# I have -always- wondered...



## mls (Nov 28, 2006)

Absorbs the urine so it does not splash back up on them.

Those same horses perfer to go off trail to urinate instead of simply stopping.


----------



## Vidaloco (Sep 14, 2007)

My mares do the same thing, although I have not seen them pull hay out of the feeder to pee on. I'd be interested in any answers to this too :-|


----------



## kitten_Val (Apr 25, 2007)

Splashes I assume. They really hate to pee on hard surface (and I can understand why  ). My qh mare loves to go to her stall (if it's opened) and pee on sand. My paint likes to do it in snow. Not so much on hay (although they poo around pretty good).


----------



## Walkamile (Dec 29, 2008)

Hmmm...this is interesting. I believe that's why Tand Walka come in from the field to the stall to pee - no splashing. 
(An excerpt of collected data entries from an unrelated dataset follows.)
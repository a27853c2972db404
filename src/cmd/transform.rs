//! Transformation commands: `futureproof transform`.

use anyhow::{Context, Result};
use std::path::PathBuf;

use futureproof::config::Config;
use futureproof::models::{MlTransformRequest, TransformMode, TransformationResult};
use futureproof::ui::render::{render_completed, render_preview};

use super::super::TransformCommands;

pub async fn cmd_transform(config: &Config, command: TransformCommands) -> Result<()> {
    let client = super::api_client(config)?;
    let transform = client.transform();

    match command {
        TransformCommands::Preview { project_id } => {
            let preview = transform
                .preview(project_id)
                .await
                .with_context(|| format!("Failed to preview project {}", project_id))?;
            print!("{}", render_preview(&preview));
        }
        TransformCommands::Standard { project_id } => {
            let ticket = transform
                .standard(project_id)
                .await
                .with_context(|| format!("Failed to start transformation of {}", project_id))?;
            println!("Transformation {}", ticket.status);
            if let Some(message) = ticket.message {
                println!("{}", message);
            }
        }
        TransformCommands::Maximum {
            project_id,
            mode,
            target_year,
            dry_run,
        } => {
            let mut request = config.transform.clone();
            if let Some(mode) = mode {
                request.transformation_mode = mode.parse::<TransformMode>()?;
            }
            if let Some(year) = target_year {
                request.target_year = year;
            }
            if dry_run {
                request.apply_changes = false;
            }

            let response = transform
                .maximum(project_id, &request)
                .await
                .with_context(|| format!("Maximum transformation of {} failed", project_id))?;
            let result = TransformationResult::from_response(
                project_id,
                response,
                transform.download_url(project_id),
            );
            print!("{}", render_completed(&result));
        }
        TransformCommands::Ml {
            project_id,
            target,
            quantization,
            no_mlflow,
        } => {
            let request = MlTransformRequest {
                ml_framework_target: target.parse()?,
                enable_quantization: quantization,
                add_mlflow_tracking: !no_mlflow,
                ..MlTransformRequest::default()
            };
            let response = transform
                .ml(project_id, &request)
                .await
                .with_context(|| format!("ML transformation of {} failed", project_id))?;
            super::print_json(&response)?;
        }
        TransformCommands::React {
            project_id,
            options,
        } => {
            let options: serde_json::Value =
                serde_json::from_str(&options).context("--options must be a JSON object")?;
            if !options.is_object() {
                anyhow::bail!("--options must be a JSON object");
            }
            let response = transform
                .react_optimize(project_id, &options)
                .await
                .with_context(|| format!("Front-end optimization of {} failed", project_id))?;
            super::print_json(&response)?;
        }
        TransformCommands::Capabilities => {
            let capabilities = transform
                .capabilities()
                .await
                .context("Failed to fetch capabilities")?;
            super::print_json(&capabilities)?;
        }
        TransformCommands::Download { project_id, output } => {
            let output = output.unwrap_or_else(|| default_archive_name(project_id));
            let bytes = transform
                .download(project_id)
                .await
                .with_context(|| format!("Failed to download project {}", project_id))?;
            std::fs::write(&output, &bytes)
                .with_context(|| format!("Failed to write {}", output.display()))?;
            println!("Saved {} bytes to {}", bytes.len(), output.display());
        }
    }

    Ok(())
}

fn default_archive_name(project_id: i64) -> PathBuf {
    PathBuf::from(format!("project-{}-transformed.zip", project_id))
}
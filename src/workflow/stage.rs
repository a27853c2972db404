use serde::{Deserialize, Serialize};

/// Client-visible phase of the submit → analyze → review → transform flow.
///
/// Stages only move forward, one step at a time. The single exception is the
/// revert to `Idle` when the creation step (project creation or the analysis
/// trigger that follows it) fails.
#[derive(Debug, Clone, Copy, PartialEq, Eq, Hash, Default, Serialize, Deserialize)]
#[serde(rename_all = "lowercase")]
pub enum Stage {
    #[default]
    Idle,
    Creating,
    Analyzing,
    Review,
    Transforming,
    Completed,
}

pub const ALL_STAGES: [Stage; 6] = [
    Stage::Idle,
    Stage::Creating,
    Stage::Analyzing,
    Stage::Review,
    Stage::Transforming,
    Stage::Completed,
];

impl Stage {
    pub fn index(self) -> usize {
        ALL_STAGES
            .iter()
            .position(|s| *s == self)
            .unwrap_or_default()
    }

    pub fn next(self) -> Option<Stage> {
        ALL_STAGES.get(self.index() + 1).copied()
    }

    pub fn is_terminal(self) -> bool {
        self == Stage::Completed
    }

    /// Whether `self → to` is a legal transition.
    pub fn can_transition_to(self, to: Stage) -> bool {
        if self.next() == Some(to) {
            return true;
        }
        to == Stage::Idle && matches!(self, Stage::Creating | Stage::Analyzing)
    }

    /// Progress of a displayed step relative to the current stage.
    pub fn step_state(self, step: Stage) -> StepState {
        if self == step {
            StepState::Active
        } else if self.index() > step.index() {
            StepState::Done
        } else {
            StepState::Pending
        }
    }
}

impl std::fmt::Display for Stage {
    fn fmt(&self, f: &mut std::fmt::Formatter<'_>) -> std::fmt::Result {
        let s = match self {
            Stage::Idle => "idle",
            Stage::Creating => "creating",
            Stage::Analyzing => "analyzing",
            Stage::Review => "review",
            Stage::Transforming => "transforming",
            Stage::Completed => "completed",
        };
        write!(f, "{}", s)
    }
}

#[derive(Debug, Clone, Copy, PartialEq, Eq)]
pub enum StepState {
    Pending,
    Active,
    Done,
}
Does your horse _eat_ any of the hay he has peed on? :shock:


----------



## brookvillequine (Mar 3, 2009)

well I think its like dogs, they mark their territory! silly ******s.... I watch my horses at the round bale, I see just how much hay gets wasted from the ummm poop and pee, I would have to wonder if they do this on their food so they dont get out of line in the eating of the rounds. If they leave to pee or poop, they would have to make their way back through the other horses to eat!


----------



## Vidaloco (Sep 14, 2007)

I have never seen them eat pee hay. Another thing to add to the mystery of horse housekeeping. My horses never pee or poop anywhere near their water tank. :? Whats up with that?


----------



## Walkamile (Dec 29, 2008)

Vidaloco said:


> I have never seen them eat pee hay. Another thing to add to the mystery of horse housekeeping. My horses never pee or poop anywhere near their water tank. :? Whats up with that?


 
Smart horses I'd say! :lol:


----------



## Skippy! (Dec 18, 2006)

Ok ok ok, well get this too... Too add to Vidalocos point on pooping near the water... Skippy! (my Wonder Horse) will poop in his suppliment bucket when its raining. I assume its because he does not want to go into the rain to use the bathroom, but at the same time.. he doesnt just go everywhere under his shelter (he lives in a 24x24, 12x24 of it is covered) he goes straight into his 5 gallon flatback bucket. He really has to aim for it too. I never saw him do it before, but obviously i know he does when i pull his bucket out to make him his meds for the evening, LOL Any logic for that one? Anyone else share that problem?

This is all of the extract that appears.